I pointed this out to Tommy, and to my amazement he
became quite excited. ‘Nonsense,’
he said. ’You don’t mean to say it
goes south of that desert. Why, I meant to ,’
and then he stammered and stopped. I wondered
what on earth he had meant to do, but I merely observed
that I had been there, and knew. That brought
Tommy out of his chair in real excitement. ‘What!’
he cried, ’you! You never told me,’
and he started to fire off a round of questions, which
showed that if he knew very little about the place,
he had it a good deal in his mind.”
I drew some sketch-plans for him,
and left him brooding over them.
“That was the first hint I got.
The second was a few nights later, when we were smoking
in the billiard-room. I had been reading Marco
Polo, and the talk got on to Persia and drifted all
over the north side of the Himalaya. Tommy,
with an abstracted eye, talked of Alexander and Timour
and Genghis Khan, and particularly of Prester John,
who was a character and took his fancy. I had
told him that the natives in the Pamirs were true
Persian stock, and this interested him greatly.

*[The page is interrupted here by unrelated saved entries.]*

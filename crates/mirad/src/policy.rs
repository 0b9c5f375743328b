//! Notification handling policy.
//!
//! Pure decisions only: given one fresh record and the screen state, work
//! out what to speak and what to reply. Side effects stay in the monitor.
//! Speaking and replying are independent; either, both, or neither fires.

use mira_common::parsers::power::ScreenState;
use mira_common::NotificationRecord;
use rand::Rng;

/// Packages that get a canned auto-reply.
pub const MESSAGING_APPS: [&str; 4] = [
    "com.whatsapp",
    "com.instagram.android",
    "com.facebook.orca",
    "org.telegram.messenger",
];

/// Spoken-name lookup for packages worth announcing by name. Everything else
/// is announced by its raw package id.
const APP_LABELS: [(&str, &str); 5] = [
    ("com.whatsapp", "WhatsApp"),
    ("com.instagram.android", "Instagram"),
    ("com.facebook.orca", "Messenger"),
    ("com.android.messaging", "Messages"),
    ("com.google.android.gm", "Gmail"),
];

const GREETING_KEYWORDS: [&str; 4] = ["hi", "hello", "hey", "namaste"];
const QUESTION_KEYWORDS: [&str; 5] = ["how", "what", "when", "where", "why"];

/// Longest message excerpt a spoken line will carry.
const SPOKEN_TEXT_LIMIT: usize = 50;

const GREETING_REPLIES: [&str; 3] = [
    "Hello {sender}! This is Mira, the boss's assistant.",
    "Hi {sender}! The boss is tied up right now, I will let them know you wrote.",
    "Hello! Mira here. I will pass your message straight to the boss.",
];

const QUESTION_REPLIES: [&str; 3] = [
    "Let me check with the boss and get back to you.",
    "I will ask the boss and send you the answer soon.",
    "Good question. I will find out from the boss and reply here.",
];

const DEFAULT_REPLIES: [&str; 3] = [
    "Thanks {sender}! I will show your message to the boss.",
    "Got it, {sender}. Passing this on to the boss.",
    "Noted, {sender}. The boss will get back to you soon.",
];

/// Category of an incoming message body, checked in priority order.
#[derive(Debug, Clone, Copy, PartialEq, Eq)]
pub enum ReplyCategory {
    Greeting,
    Question,
    Other,
}

/// Planned side effects for one fresh record.
#[derive(Debug, Clone, PartialEq)]
pub struct NotificationActions {
    /// Line to speak, present only while the screen is off.
    pub spoken: Option<String>,
    /// Canned reply, present only for allow-listed messaging apps.
    pub reply: Option<PlannedReply>,
}

#[derive(Debug, Clone, PartialEq)]
pub struct PlannedReply {
    pub package: String,
    pub sender: String,
    pub text: String,
}

/// Decide everything the monitor should do with one record.
pub fn plan_actions(record: &NotificationRecord, screen: ScreenState) -> NotificationActions {
    let spoken = screen.is_off().then(|| spoken_line(record));
    let reply = wants_auto_reply(record).then(|| {
        let sender = sender_of(record.title.as_deref().unwrap_or(""));
        let body = record.text.as_deref().unwrap_or("");
        PlannedReply {
            package: record.package.clone().unwrap_or_default(),
            sender: sender.to_string(),
            text: reply_for(classify_message(body), sender),
        }
    });
    NotificationActions { spoken, reply }
}

/// Auto-reply is a pure package allow-list check; a record without a package
/// never qualifies.
pub fn wants_auto_reply(record: &NotificationRecord) -> bool {
    record
        .package
        .as_deref()
        .map_or(false, |package| MESSAGING_APPS.contains(&package))
}

/// Classify by case-insensitive substring. Greetings win over questions, so
/// "hi, how are you" greets back instead of deflecting the question.
pub fn classify_message(text: &str) -> ReplyCategory {
    let lower = text.to_lowercase();
    if GREETING_KEYWORDS.iter().any(|k| lower.contains(k)) {
        ReplyCategory::Greeting
    } else if QUESTION_KEYWORDS.iter().any(|k| lower.contains(k)) {
        ReplyCategory::Question
    } else {
        ReplyCategory::Other
    }
}

/// Render a reply for the category, choosing uniformly among its templates.
pub fn reply_for(category: ReplyCategory, sender: &str) -> String {
    let bucket = match category {
        ReplyCategory::Greeting => &GREETING_REPLIES,
        ReplyCategory::Question => &QUESTION_REPLIES,
        ReplyCategory::Other => &DEFAULT_REPLIES,
    };
    let template = bucket[rand::thread_rng().gen_range(0..bucket.len())];
    template.replace("{sender}", sender)
}

/// The sender is the title up to the first colon; group chats title messages
/// as "Sender: body".
pub fn sender_of(title: &str) -> &str {
    match title.split_once(':') {
        Some((sender, _)) => sender,
        None => title,
    }
}

/// Spoken announcement for a record. Falls back to a generic line when the
/// record is too bare to name an app and sender.
pub fn spoken_line(record: &NotificationRecord) -> String {
    let label = record.package.as_deref().map(app_label).unwrap_or("");
    match record.title.as_deref() {
        Some(title) if !label.is_empty() && !title.is_empty() => {
            let mut line = format!("New message from {title} on {label}");
            if let Some(text) = record.text.as_deref() {
                if !text.is_empty() {
                    line.push_str(": ");
                    line.push_str(&truncate_chars(text, SPOKEN_TEXT_LIMIT));
                }
            }
            line
        }
        _ => "You have a new notification".to_string(),
    }
}

/// Friendly app name, or the package id itself when unknown.
pub fn app_label(package: &str) -> &str {
    APP_LABELS
        .iter()
        .find(|(candidate, _)| *candidate == package)
        .map(|(_, label)| *label)
        .unwrap_or(package)
}

/// First `limit` characters, never splitting a char.
fn truncate_chars(text: &str, limit: usize) -> String {
    text.chars().take(limit).collect()
}

#[cfg(test)]
mod tests {
    use super::*;

    fn whatsapp(title: &str, text: &str) -> NotificationRecord {
        NotificationRecord::new()
            .with_title(title)
            .with_text(text)
            .with_package("com.whatsapp")
    }

    #[test]
    fn messaging_apps_get_a_reply() {
        for package in MESSAGING_APPS {
            let record = NotificationRecord::new()
                .with_title("Sam")
                .with_text("hi there")
                .with_package(package);
            assert!(wants_auto_reply(&record), "{package} should auto-reply");
        }
    }

    #[test]
    fn unknown_and_absent_packages_get_no_reply() {
        let gmail = NotificationRecord::new()
            .with_title("Sam")
            .with_text("hi")
            .with_package("com.google.android.gm");
        assert!(!wants_auto_reply(&gmail));
        let bare = NotificationRecord::new().with_title("Sam").with_text("hi");
        assert!(!wants_auto_reply(&bare));
    }

    #[test]
    fn greeting_beats_question() {
        assert_eq!(classify_message("hi, how are you?"), ReplyCategory::Greeting);
        assert_eq!(classify_message("HOW did it go"), ReplyCategory::Question);
        assert_eq!(classify_message("see you tomorrow"), ReplyCategory::Other);
    }

    #[test]
    fn classification_is_substring_based() {
        // "this" contains "hi"; the loose match is intentional
        assert_eq!(classify_message("This party is great"), ReplyCategory::Greeting);
        assert_eq!(classify_message("somewhere else"), ReplyCategory::Question);
    }

    #[test]
    fn replies_come_from_the_matching_bucket() {
        for _ in 0..20 {
            let reply = reply_for(ReplyCategory::Greeting, "Sam");
            assert!(
                GREETING_REPLIES
                    .iter()
                    .any(|t| t.replace("{sender}", "Sam") == reply),
                "unexpected greeting reply: {reply}"
            );
        }
        let reply = reply_for(ReplyCategory::Question, "Sam");
        assert!(QUESTION_REPLIES.contains(&reply.as_str()));
    }

    #[test]
    fn sender_stops_at_the_first_colon() {
        assert_eq!(sender_of("Sam: hello"), "Sam");
        assert_eq!(sender_of("Family group: Sam: hello"), "Family group");
        assert_eq!(sender_of("Sam"), "Sam");
        assert_eq!(sender_of(""), "");
    }

    #[test]
    fn plan_speaks_only_while_screen_is_off() {
        let record = whatsapp("Sam", "hi there");
        let off = plan_actions(&record, ScreenState::Off);
        assert!(off.spoken.is_some());
        assert!(off.reply.is_some());

        let on = plan_actions(&record, ScreenState::On);
        assert!(on.spoken.is_none());
        assert!(on.reply.is_some(), "reply does not depend on the screen");
    }

    #[test]
    fn planned_reply_names_the_sender_and_package() {
        let record = whatsapp("Sam: hey", "hi there");
        let actions = plan_actions(&record, ScreenState::On);
        let reply = actions.reply.unwrap();
        assert_eq!(reply.package, "com.whatsapp");
        assert_eq!(reply.sender, "Sam");
        assert!(
            GREETING_REPLIES
                .iter()
                .any(|t| t.replace("{sender}", "Sam") == reply.text)
        );
    }

    #[test]
    fn spoken_line_names_app_and_sender() {
        let record = whatsapp("Sam", "are we still on for six?");
        assert_eq!(
            spoken_line(&record),
            "New message from Sam on WhatsApp: are we still on for six?"
        );
    }

    #[test]
    fn spoken_line_truncates_long_bodies_on_char_boundaries() {
        let long = "a".repeat(80);
        let record = whatsapp("Sam", &long);
        let line = spoken_line(&record);
        assert!(line.ends_with(&"a".repeat(50)));
        assert!(!line.contains(&"a".repeat(51)));

        let emoji = "😀".repeat(60);
        let record = whatsapp("Sam", &emoji);
        let line = spoken_line(&record);
        assert!(line.ends_with(&"😀".repeat(50)));
    }

    #[test]
    fn spoken_line_without_text_skips_the_excerpt() {
        let record = NotificationRecord::new()
            .with_title("Sam")
            .with_package("com.whatsapp");
        assert_eq!(spoken_line(&record), "New message from Sam on WhatsApp");
    }

    #[test]
    fn bare_records_get_the_generic_line() {
        let no_title = NotificationRecord::new().with_package("com.whatsapp");
        assert_eq!(spoken_line(&no_title), "You have a new notification");
        let no_package = NotificationRecord::new().with_title("Sam").with_text("hi");
        assert_eq!(spoken_line(&no_package), "You have a new notification");
    }

    #[test]
    fn an_empty_title_also_gets_the_generic_line() {
        // a bare "android.title=" dump line comes through as Some("")
        let record = whatsapp("", "hi there");
        assert_eq!(spoken_line(&record), "You have a new notification");
    }

    #[test]
    fn labels_cover_announced_apps_and_fall_back_to_the_package() {
        assert_eq!(app_label("com.whatsapp"), "WhatsApp");
        assert_eq!(app_label("com.google.android.gm"), "Gmail");
        // replied to, but spoken by package id
        assert_eq!(app_label("org.telegram.messenger"), "org.telegram.messenger");
    }
}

’Why was there never a great state built up
in those valleys?’ he asked. ’You
get nothing but a few wild conquerors rushing east
and west, and then some squalid khanates. And
yet all the materials were there the stuff
for a strong race, a rich land, the traditions of an
old civilisation, and natural barriers against all
invasion.’
“‘I suppose they never found the man,’
I said.
“He agreed. ’Their
princes were sots, or they were barbarians of genius
who could devastate to the gates of Peking or Constantinople,
but could never build. They did not recognise
their limits, and so they went out in a whirlwind.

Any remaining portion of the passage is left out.